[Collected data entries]
//! UI components: relation editor, activity log, notification modal.

pub mod common;
pub mod component;
pub mod composition;
pub mod logs;

pub use common::StatusModal;
pub use component::*;
pub use composition::CompositionComponent;
pub use logs::LogsComponent;
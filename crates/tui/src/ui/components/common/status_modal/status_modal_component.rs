use crossterm::event::{KeyCode, KeyEvent, MouseButton, MouseEvent, MouseEventKind};
use composer_types::Effect;
use ratatui::Frame;
use ratatui::layout::{Constraint, Layout, Position, Rect};
use ratatui::text::{Line, Span};
use ratatui::widgets::{Paragraph, Wrap};

use crate::app::App;
use crate::ui::components::Component;
use crate::ui::theme::theme_helpers::{ButtonType, block_with_severity, build_hint_spans, render_button};

const BUTTON_WIDTH: u16 = 12;

/// Blocking notification: swallows all input until dismissed.
#[derive(Default, Debug, Clone)]
pub struct StatusModal {
    ok_button_area: Rect,
}

impl Component for StatusModal {
    fn handle_key_events(&mut self, _app: &mut App, key: KeyEvent) -> Vec<Effect> {
        match key.code {
            KeyCode::Enter | KeyCode::Esc | KeyCode::Char(' ') => vec![Effect::CloseModal],
            _ => Vec::new(),
        }
    }

    fn handle_mouse_events(&mut self, _app: &mut App, mouse: MouseEvent) -> Vec<Effect> {
        let MouseEvent { kind, column, row, .. } = mouse;
        if kind == MouseEventKind::Down(MouseButton::Left) && self.ok_button_area.contains(Position::new(column, row)) {
            return vec![Effect::CloseModal];
        }
        Vec::new()
    }

    fn render(&mut self, frame: &mut Frame, rect: Rect, app: &mut App) {
        let theme = &*app.ctx.theme;
        let state = &app.status_modal;
        let block = block_with_severity(theme, state.severity(), Some(state.title()));
        let inner = block.inner(rect);
        frame.render_widget(block, rect);

        let [message_rect, _, button_rect] = self.get_preferred_layout(app, inner)[..] else {
            return;
        };

        let lines = state
            .message()
            .lines()
            .map(|line| Line::from(Span::styled(line.to_string(), theme.text_primary_style())))
            .collect::<Vec<Line>>();
        frame.render_widget(Paragraph::new(lines).wrap(Wrap { trim: false }), message_rect);

        let x = button_rect.x + button_rect.width.saturating_sub(BUTTON_WIDTH) / 2;
        let ok_area = Rect::new(x, button_rect.y, BUTTON_WIDTH.min(button_rect.width), button_rect.height);
        render_button(frame, ok_area, "OK", theme, true, true, ButtonType::Primary);
        self.ok_button_area = ok_area;
    }

    fn get_hint_spans(&self, app: &App) -> Vec<Span<'_>> {
        build_hint_spans(&*app.ctx.theme, &[("Enter/Esc", " Dismiss ")])
    }

    fn get_preferred_layout(&self, _app: &App, area: Rect) -> Vec<Rect> {
        Layout::vertical([
            Constraint::Min(1),    // Message
            Constraint::Length(1), // Spacer
            Constraint::Length(3), // Button
        ])
        .split(area)
        .to_vec()
    }
}
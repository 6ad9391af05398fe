//! Persistence of the scored pool list

use std::fs;
use std::path::Path;

use tracing::info;

use crate::domain::pool::ScoredPool;
use crate::shared::errors::PersistError;

/// Writes scored pools as a pretty-printed JSON array
pub struct ResultWriter;

impl ResultWriter {
    pub fn to_json(pools: &[ScoredPool]) -> Result<String, PersistError> {
        Ok(serde_json::to_string_pretty(pools)?)
    }

    pub fn save(path: &Path, pools: &[ScoredPool]) -> Result<(), PersistError> {
        let json = Self::to_json(pools)?;
        fs::write(path, json).map_err(|source| PersistError::Write {
            path: path.to_path_buf(),
            source,
        })?;
        info!("Wrote {} pools to {}", pools.len(), path.display());
        Ok(())
    }
}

## PROMPT
Give again only the lines starting at the one that contains "use crate::domain::pool::ScoredPool;" and running to the end of the data.

## THE ANSWER
use crate::domain::pool::ScoredPool;
use crate::shared::errors::PersistError;

/// Writes scored pools as a pretty-printed JSON array
pub struct ResultWriter;

impl ResultWriter {
    pub fn to_json(pools: &[ScoredPool]) -> Result<String, PersistError> {
        Ok(serde_json::to_string_pretty(pools)?)
    }

    pub fn save(path: &Path, pools: &[ScoredPool]) -> Result<(), PersistError> {
        let json = Self::to_json(pools)?;
        fs::write(path, json).map_err(|source| PersistError::Write {
            path: path.to_path_buf(),
            source,
        })?;
        info!("Wrote {} pools to {}", pools.len(), path.display());
        Ok(())
    }
}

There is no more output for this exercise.